Doing multiple variations of the salmon trout head helps an artist develop the skills for relating these shapes in various ways. Down the road the salmon trout head is used in most designs. See if you can spot all the salmon trout heads in this design:
That brings us to the sticker design. Here are the color variants i played with before settling on the orange and purple:
Okay, on to the name! Salmon trout head. Its kind of a funny name for the design. Because, I don't think it's really a salmon or a trout head. And a salmon is different than a trout anyways. So the name actually came from a document written by Lt. George Emmons of the US Navy. Way back in the day he was interviewing elders asking about the design work. I have a suspicion that the elder he asked, though familiar with formline, wasn't necessarily an artist. some theorize that the artists were a bit of a secret society. IDK about that, but I do think there is some mystery surrounding the linguistics of formline art style. More on that latter. Emmons asked the elder "what does that shape there represent?" and the elder said "looks like maybe a salmon or trout head". so: salmon trout head. The way its used, in the artform, I personally suspect it represents a spirit. There is a certain sacredness associated with joints and eyes, which is often where salmon trout head figures appear. I'm not sure who's spirit, but maybe that depends on the design. Could be the animal or person's spirit depicted, could be that animal or person's ancestors. I don't know, we would have to ask the artists who made them.
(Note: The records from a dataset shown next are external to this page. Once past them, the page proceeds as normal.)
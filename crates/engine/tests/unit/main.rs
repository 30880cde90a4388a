pub use engine::*;
use ir::Tree;
use parsers::Language;
use patterns::{compile_pattern, PatternTree};
use std::sync::atomic::{AtomicUsize, Ordering};

mod analyze;
mod formula;
mod invariants;
mod matching;
mod properties;

static FILE_COUNTER: AtomicUsize = AtomicUsize::new(0);

pub(crate) fn program(src: &str) -> Tree {
    let id = FILE_COUNTER.fetch_add(1, Ordering::Relaxed);
    parsers::parse_source(Language::Generic, &format!("file{id}.gen"), src).expect("parse")
}

pub(crate) fn pattern(src: &str) -> PatternTree {
    compile_pattern(Language::Generic, src).expect("pattern")
}

pub(crate) fn matched_with(pat: &str, tree: &Tree, cfg: &EngineConfig) -> Vec<String> {
    find_matches(&pattern(pat), tree, cfg)
        .expect("search")
        .iter()
        .map(|m| tree.slice(m.span).to_string())
        .collect()
}

/// Source text of every match of `pat` in `src`, in order.
pub(crate) fn matched(pat: &str, src: &str) -> Vec<String> {
    matched_with(pat, &program(src), &EngineConfig::default())
}

pub(crate) fn rules(yaml: &str) -> RuleSet {
    loader::load_rules_str(yaml, Some("test.yaml")).expect("rules")
}

pub(crate) fn findings(yaml: &str, src: &str) -> Vec<Finding> {
    let tree = program(src);
    let report = analyze_tree(&tree, &rules(yaml), &EngineConfig::default(), None);
    report.findings().cloned().collect()
}
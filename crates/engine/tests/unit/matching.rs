use super::*;

#[test]
fn ellipsis_arguments_match_any_call() {
    assert_eq!(
        matched("foo(...)", "foo(); foo(1, 2); bar(3); x.foo(4);"),
        vec!["foo()", "foo(1, 2)"]
    );
}

#[test]
fn ellipsis_absorbs_only_what_fits() {
    let src = "foo(1, 3); foo(1, 2, 3); foo(1, 2, 2, 3); foo(1, 2); foo(3, 1);";
    assert_eq!(
        matched("foo(1, ..., 3)", src),
        vec!["foo(1, 3)", "foo(1, 2, 3)", "foo(1, 2, 2, 3)"]
    );
}

#[test]
fn leading_and_trailing_ellipsis() {
    let src = "f(a, b, secret); f(secret); f(a); f(secret, b);";
    assert_eq!(
        matched("f(..., secret)", src),
        vec!["f(a, b, secret)", "f(secret)"]
    );
    assert_eq!(
        matched("f(..., secret, ...)", src),
        vec!["f(a, b, secret)", "f(secret)", "f(secret, b)"]
    );
}

#[test]
fn repeated_metavariable_requires_equal_bindings() {
    let src = "a == a; a == b; f(1) == f(1); f(1)==f( 1 ); x.y == x.z;";
    assert_eq!(
        matched("$X == $X", src),
        vec!["a == a", "f(1) == f(1)", "f(1)==f( 1 )"]
    );
}

#[test]
fn metavariable_binding_is_reported() {
    let tree = program("log(user.name);");
    let found = find_matches(&pattern("log($ARG)"), &tree, &EngineConfig::default()).unwrap();
    assert_eq!(found.len(), 1);
    let bound = found[0].env.get("ARG").expect("ARG bound");
    assert_eq!(bound.text(&tree), "user.name");
    assert!(matches!(bound, Binding::Node(_)));
}

#[test]
fn variadic_binds_the_absorbed_run() {
    let tree = program("foo(1, 2, 3);\nfoo();");
    let found = find_matches(&pattern("foo($...ARGS)"), &tree, &EngineConfig::default()).unwrap();
    assert_eq!(found.len(), 2);

    let args = found[0].env.get("ARGS").unwrap();
    assert_eq!(args.nodes().len(), 3);
    assert_eq!(args.text(&tree), "1, 2, 3");

    let empty = found[1].env.get("ARGS").unwrap();
    assert!(empty.nodes().is_empty());
    let span = empty.span(&tree);
    assert!(span.is_empty());
    assert_eq!(span.start.line, 2);
    assert_eq!(span.start.column, 5);
}

#[test]
fn variadic_with_fixed_tail() {
    let tree = program("f(a, b, c);");
    let found = find_matches(&pattern("f($...HEAD, c)"), &tree, &EngineConfig::default()).unwrap();
    assert_eq!(found.len(), 1);
    assert_eq!(found[0].env.get("HEAD").unwrap().text(&tree), "a, b");
}

#[test]
fn deep_ellipsis_reaches_nested_expressions() {
    let src = r#"log("a" + secret); log(other); log(f(g(secret))); log(secret);"#;
    assert_eq!(
        matched("log(<... secret ...>)", src),
        vec![r#"log("a" + secret)"#, "log(f(g(secret)))", "log(secret)"]
    );
}

#[test]
fn statement_sequence_matches_contiguous_run() {
    let src = "let f = open(\"a\");\nread(f);\nclose(f);\nlet g = open(\"b\");\nclose(h);\n";
    let found = matched("let $F = open($P);\n...\nclose($F);", src);
    assert_eq!(found.len(), 1);
    assert!(found[0].starts_with("let f = open(\"a\");"));
    assert!(found[0].ends_with("close(f);"));
}

#[test]
fn statement_sequence_inside_function_body() {
    let src = "fn run() {\n  lock(m);\n  work();\n  unlock(m);\n}\n";
    assert_eq!(
        matched("lock($M);\n...\nunlock($M);", src),
        vec!["lock(m);\n  work();\n  unlock(m);"]
    );
}

#[test]
fn object_entries_match_in_any_order() {
    let src = "f({a: 1, b: 2}); f({a: 1}); f({b: 2, a: 1, c: 3});";
    assert_eq!(matched("f({b: 2, a: 1})", src), vec!["f({a: 1, b: 2})"]);
    assert_eq!(
        matched("f({a: 1, ...})", src),
        vec!["f({a: 1, b: 2})", "f({a: 1})", "f({b: 2, a: 1, c: 3})"]
    );
}

#[test]
fn modifiers_are_an_open_unordered_list() {
    let src = "pub async fn handle(req) { send(req); }\nfn helper() {}\nlet x = 1;";
    let found = matched("fn $F(...) { ... }", src);
    assert_eq!(found.len(), 2);
    assert!(found[0].starts_with("pub async fn handle"));
    assert_eq!(found[1], "fn helper() {}");
    assert_eq!(matched("async pub fn $F(...) { ... }", src).len(), 1);
}

#[test]
fn statement_metavariable_matches_any_statement() {
    let src = "if (ok) return 1;\nif (ok) { x(); }\nif (no) return 2;";
    assert_eq!(
        matched("if (ok) $S;", src),
        vec!["if (ok) return 1;", "if (ok) { x(); }"]
    );
}

#[test]
fn lone_metavariable_matches_every_expression() {
    let found = matched("$E", "f(a);");
    assert_eq!(found, vec!["f(a)", "f", "a"]);
}

#[test]
fn search_yields_preorder_without_duplicates() {
    let tree = program("f(f(1));");
    let found = find_matches(&pattern("f(...)"), &tree, &EngineConfig::default()).unwrap();
    let texts: Vec<&str> = found.iter().map(|m| tree.slice(m.span)).collect();
    assert_eq!(texts, vec!["f(f(1))", "f(1)"]);

    // two deep hits inside one call bind nothing, so they collapse
    let found = find_matches(&pattern("g(<... x ...>)"), &program("g(x + x);"), &EngineConfig::default()).unwrap();
    assert_eq!(found.len(), 1);
}

#[test]
fn metavariables_around_ellipsis_need_their_own_arguments() {
    let tree = program("f(a);\nf(a, b);\nf(a, z, b);");
    let found = find_matches(&pattern("f($X, ..., $Y)"), &tree, &EngineConfig::default()).unwrap();
    let seen: Vec<(&str, &str, &str)> = found
        .iter()
        .map(|m| {
            (
                tree.slice(m.span),
                m.env.get("X").unwrap().text(&tree),
                m.env.get("Y").unwrap().text(&tree),
            )
        })
        .collect();
    assert_eq!(seen, vec![("f(a, b)", "a", "b"), ("f(a, z, b)", "a", "b")]);
}

#[test]
fn lone_statement_pattern_matches_expressions() {
    let src = "a(); b;";
    assert_eq!(matched("$X;", src), matched("$X", src));
    assert_eq!(matched("$X;", src), vec!["a()", "a", "b"]);
}

#[test]
fn failing_sequence_head_is_tried_once_per_statement() {
    let src = "x();\n".repeat(2000);
    let cfg = EngineConfig {
        max_steps: Some(50_000),
        ..EngineConfig::default()
    };
    let tree = program(&src);
    assert!(find_matches(&pattern("a();\n...\nb();"), &tree, &cfg)
        .unwrap()
        .is_empty());

    let src = format!("a();\n{}b();\n", "x();\n".repeat(500));
    let found = matched_with("a();\n...\nb();", &program(&src), &cfg);
    assert_eq!(found.len(), 1);
    assert!(found[0].starts_with("a();") && found[0].ends_with("b();"));
}

fn js_matches(pat: &str, src: &str) -> Vec<(String, Vec<String>)> {
    let tree = parsers::parse_source(parsers::Language::JavaScript, "app.js", src).expect("parse");
    let pattern = patterns::compile_pattern(parsers::Language::JavaScript, pat).expect("pattern");
    find_matches(&pattern, &tree, &EngineConfig::default())
        .expect("search")
        .iter()
        .map(|m| {
            let bound = m
                .env
                .iter()
                .map(|(name, value)| format!("{name}={}", value.text(&tree)))
                .collect();
            (tree.slice(m.span).to_string(), bound)
        })
        .collect()
}

#[test]
fn javascript_class_heritage_and_body_ellipsis() {
    let src = "class A extends B { m() {} }\nclass C { n() {} }\n";
    let found = js_matches("class $C extends $B { ... }", src);
    assert_eq!(found.len(), 1);
    assert_eq!(found[0].1, vec!["B=B", "C=A"]);

    assert_eq!(js_matches("class $C { ... }", src).len(), 2);
    assert!(js_matches("class $C extends D { ... }", src).is_empty());
}

#[test]
fn javascript_destructuring_patterns_match() {
    let src = "const {a, b: [c]} = obj;\nconst {b: d} = obj;\n";
    let found = js_matches("const {b: $X} = obj;", src);
    let bound: Vec<&[String]> = found.iter().map(|(_, b)| b.as_slice()).collect();
    assert_eq!(bound, vec![&["X=d".to_string()][..]]);

    let found = js_matches("const {b: $X, ...} = obj;", src);
    assert_eq!(found.len(), 2);
    assert_eq!(found[0].1, vec!["X=[c]"]);
    assert_eq!(js_matches("const {b: [c], a} = obj;", src).len(), 1);
}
Okay, now the bit about the artist secret societies. Now, i'm not sure I buy it entirely, but here is why the concept even arose in discussion. For some reason, nobody can recall the technical terms artists used for Ovoid, U-shape, S-shape, Formline, Salmon Trout-Head, and more! People have re-developed terms, which are very nice! But we are unsure if they are the same as the originals. As you can see above, referring to these terms is is almost essential for teaching the function of formline design. Sharing the knowledge from master artist to apprentice artist absolutely required some terminology as it does when learning the design style today. So, the theory is that artists switched to using English and didn't save the words or they were forgotten for some reason. That lead to the theory that only artists new these terms, and that it must've been some kind of secret society among artists for this knowledge and how it was used. Again, I don't know if there was or not, but I do know that the traditional system was master artist working directly with an apprentice artist to pass knowledge. Its a mystery as to why the words didn't get passed down to us today.
This is all stuff I've learned as an artist and talking to other artists. So I could very well be wrong on some details. Please let me know if you have heard other versions of this information. Gunalchéesh, thank you!
-Rico
16 comments
Rico, thanks for this explanation. So interesting and helpful to understand the origins of the designs. Makes the art come more alive in my mind.